There is a clear requirement for an accurate SARS-CoV-2 antibody test, both as a complement to existing diagnostic capabilities and for determining community seroprevalence. We therefore evaluated the performance of a variety of antibody testing technologies and their potential as diagnostic tools. A highly specific in-house ELISA was developed for the detection of anti-spike (S), -receptor binding domain (RBD) and -nucleocapsid (N) antibodies and used for the cross-comparison of ten commercial serological assays - a chemiluminescence-based platform, two ELISAs and seven colloidal gold lateral flow immunoassays (LFIAs) - on an identical panel of 110 SARS-CoV-2-positive samples and 50 pre-pandemic negatives.

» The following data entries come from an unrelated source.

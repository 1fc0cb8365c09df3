use anyhow::{Context, Result};
use clap::{Parser, Subcommand};
use serde::Serialize;
use tracing::{info, warn};

use graph_client::{Attachment, Config, GraphClient};

/// Command-line probe for the graph API client
#[derive(Parser, Debug)]
#[command(name = "graph-client", version, about)]
struct Cli {
    #[command(subcommand)]
    command: Command,
}

#[derive(Subcommand, Debug)]
enum Command {
    /// Fetch one object
    Get { id: String },
    /// Fetch several objects in one request
    GetMany {
        #[arg(required = true)]
        ids: Vec<String>,
    },
    /// Fetch a connection such as "likes" or "feed"
    Connections { id: String, relation: String },
    /// Post a message to your feed
    Post {
        message: String,
        #[arg(long)]
        name: Option<String>,
        #[arg(long)]
        link: Option<String>,
        #[arg(long)]
        caption: Option<String>,
        #[arg(long)]
        description: Option<String>,
    },
    /// Comment on an object
    Comment { id: String, text: String },
    /// Like an object
    Like { id: String },
    /// Delete an object
    Delete { id: String },
    /// Search the graph
    Search {
        query: String,
        #[arg(long = "type")]
        kind: Option<String>,
    },
}

#[tokio::main]
async fn main() -> Result<()> {
    // Initialize tracing
    tracing_subscriber::fmt()
        .with_env_filter(
            tracing_subscriber::EnvFilter::try_from_default_env()
                .unwrap_or_else(|_| "graph_client=info".into()),
        )
        .with_writer(std::io::stderr)
        .init();

    let cli = Cli::parse();

    let config = Config::from_env().context("Failed to load configuration")?;
    config.validate().context("Invalid configuration")?;
    info!("Graph API: {}", config.base_url);

    let client = match config.resolve_access_token() {
        Ok(token) => GraphClient::new(&config, token)?,
        Err(e) => {
            warn!("Running without an access token: {}", e);
            GraphClient::anonymous(&config)?
        }
    };

    match cli.command {
        Command::Get { id } => print_json(&client.fetch_object(&id).await?),
        Command::GetMany { ids } => {
            let batch = client.fetch_objects(&ids).await?;
            for (id, err) in &batch.failures {
                warn!("{}: {}", id, err);
            }
            print_json(&batch.objects)
        }
        Command::Connections { id, relation } => {
            print_json(&client.fetch_connection(&id, &relation).await?)
        }
        Command::Post {
            message,
            name,
            link,
            caption,
            description,
        } => {
            let attachment: Attachment = [
                ("name", name),
                ("link", link),
                ("caption", caption),
                ("description", description),
            ]
            .into_iter()
            .filter_map(|(key, value)| value.map(|v| (key, v)))
            .collect();
            let attachment = (!attachment.is_empty()).then_some(&attachment);
            print_json(&client.publish_post(&message, attachment).await?)
        }
        Command::Comment { id, text } => print_json(&client.publish_comment(&id, &text).await?),
        Command::Like { id } => print_json(&client.publish_like(&id).await?),
        Command::Delete { id } => print_json(&client.delete_object(&id).await?),
        Command::Search { query, kind } => {
            print_json(&client.search(&query, kind.as_deref()).await?)
        }
    }
}

fn print_json<T: Serialize>(value: &T) -> Result<()> {
    let rendered = serde_json::to_string_pretty(value).context("Failed to render response")?;
    println!("{}", rendered);
    Ok(())
}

There was a wide variation in the performance of the different platforms, with specificity ranging from 82% to 100%, and overall sensitivity from 60.9% to 87.3%. However, the head-to-head comparison of multiple sero-diagnostic assays on identical sample sets revealed that performance is highly dependent on the time of sampling, with sensitivities of over 95% seen in several tests when assessing samples from more than 20 days post onset of symptoms. Furthermore, these analyses identified clear outlying samples that were negative in all tests, but were later shown to be from individuals with mildest disease presentation. Rigorous comparison of antibody testing platforms will inform the deployment of point-of-care technologies in healthcare settings and their use in the monitoring of SARS-CoV-2 infections.